(11 March 2014) – The Economist Intelligence Unit today published its Worldwide Cost of Living survey which compares the cost of living in 140 cities in 93 countries. Paris is the most expensive city in Europe, Bucharest the cheapest.
The survey gathers detailed information on the cost of more than 160 items – from food, toiletries and clothing to housing, transport and utility bills – in every city.
A weaker yen has pushed Osaka and Tokyo away from the top of the cost of living ranking. This has paved the way for Singapore, which has been steadily moving up the ranking over the last decade, to claim the unenviable title of world’s most expensive city.
Unlike Asian markets, European cities tend not to have specific items or categories that push the cost of living up, but are more expensive for a broad array of item, which aggregates into a higher overall cost of living. For example, Paris, which has moved up six places to become the world’s second dearest city, does not have any expenditure categories where the cost of living is disproportionately high, but is costlier than most locations for seven out of the ten categories included in the survey.

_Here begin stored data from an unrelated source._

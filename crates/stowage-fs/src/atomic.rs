use std::fs;
use std::io::Write;
use std::path::Path;

use tempfile::NamedTempFile;

use crate::{Error, PermissionMode, Result};

#[derive(Clone, Copy, Debug, Default)]
pub struct AtomicWriteOptions {
    pub permissions: PermissionMode,
}

impl AtomicWriteOptions {
    pub fn new() -> Self { Self::default() }

    pub fn permissions(mut self, permissions: PermissionMode) -> Self {
        self.permissions = permissions;
        self
    }
}

/// Outcome of moving a staged file into its final location.
#[derive(Clone, Copy, Debug, PartialEq, Eq)]
pub enum Placement {
    Created,
    /// The destination already existed; the staged file was discarded.
    AlreadyPresent,
}

/// Create an anonymous staging file in `dir`. It is deleted on drop unless
/// handed to [`commit_staged`].
pub fn staged_file(dir: impl AsRef<Path>) -> Result<NamedTempFile> {
    let dir = dir.as_ref();
    crate::ensure_dir_all(dir)?;
    tempfile::Builder::new()
        .prefix(".stage-")
        .suffix(".tmp")
        .tempfile_in(dir)
        .map_err(|e| Error::Write {
            path:   dir.to_path_buf(),
            source: e,
        })
}

/// Move a staged file to `dest` with a single rename.
///
/// `dest` must be on the same filesystem as the staging file. When `dest`
/// already exists the staged copy is dropped, so a concurrent reader only
/// ever sees a complete file at `dest`.
pub fn commit_staged(
    staged: NamedTempFile,
    dest: impl AsRef<Path>,
    options: AtomicWriteOptions,
) -> Result<Placement> {
    let dest = dest.as_ref();
    if dest.exists() {
        return Ok(Placement::AlreadyPresent);
    }

    options.permissions.apply_to_path(staged.path())?;

    let from = staged.path().to_path_buf();
    staged.persist(dest).map_err(|e| Error::Rename {
        from,
        to: dest.to_path_buf(),
        source: e.error,
    })?;
    Ok(Placement::Created)
}

pub fn atomic_read(path: impl AsRef<Path>) -> Result<Vec<u8>> {
    let path = path.as_ref();
    fs::read(path).map_err(|e| Error::Read {
        path:   path.to_path_buf(),
        source: e,
    })
}

/// Write helper for callers that already hold a staging file.
pub fn write_all(staged: &mut NamedTempFile, data: &[u8]) -> Result<()> {
    staged.as_file_mut().write_all(data).map_err(|e| Error::Write {
        path:   staged.path().to_path_buf(),
        source: e,
    })
}
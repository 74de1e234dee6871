use std::path::PathBuf;
use std::time::Duration;

use stowage_uri::Algorithm;

#[derive(Debug, thiserror::Error)]
pub enum Error {
    #[error("{0} content cannot be fetched")]
    UnsupportedAlgorithm(Algorithm),

    #[error("download timed out after {0:?}")]
    Timeout(Duration),

    #[error("failed to write '{path}': {source}")]
    Io {
        path:   PathBuf,
        source: std::io::Error,
    },

    #[error(transparent)]
    Rpc(#[from] stowage_rpc::Error),

    #[error(transparent)]
    Store(#[from] stowage_store::Error),

    #[error(transparent)]
    Verify(#[from] stowage_verify::Error),

    #[error(transparent)]
    Fs(#[from] stowage_fs::Error),
}

impl Error {
    /// Failures confined to a single candidate; the next candidate may
    /// still succeed.
    pub fn is_candidate_failure(&self) -> bool {
        matches!(
            self,
            Self::Timeout(_)
                | Self::Verify(stowage_verify::Error::Mismatch { .. })
                | Self::Rpc(
                    stowage_rpc::Error::RequestFailed { .. }
                        | stowage_rpc::Error::Transport(_)
                        | stowage_rpc::Error::Framing(_)
                )
        )
    }
}

pub type Result<T> = std::result::Result<T, Error>;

Other expensive European cities in the top ten include Oslo (3rd), Zurich (4th), Geneva (7th) and Copenhagen (10th). Among the ten least expensive cities in the world, you find one European city: Bucharest.
According to the authors of the survey, the relative value for money offered by Bucharest in Romania may go some way to explaining why an anticipated migration of workers did not take when EU restrictions were lifted in January 2014. The Romanian economy has been improving and although wages are low by western European standards, prices are too, which makes it difficult to leave.